%%
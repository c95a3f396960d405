//! Ring modulation engine for ringmod.
//!
//! Owns the carrier oscillator, exposes lock-free control parameters to a
//! view layer and multiplies each audio block by the carrier on the audio
//! thread.

mod activity;
mod denormal;
mod engine;
mod params;
mod processor;

pub use activity::ActivitySmoother;
pub use denormal::DenormalGuard;
pub use engine::{EngineConfig, EngineError, EngineState, RingModEngine};
pub use params::{AtomicF32, ParamHandle, SharedParams};
pub use processor::{AudioProcessor, ProcessorInfo};

pub use rm_dsp::{AudioBuffer, ChannelConfig, Interpolation, Waveform};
%%
__Task brief__.
Look through the data above for the word "activity". Report each line where it occurs.

__Answer for the task__.
mod activity;
pub use activity::ActivitySmoother;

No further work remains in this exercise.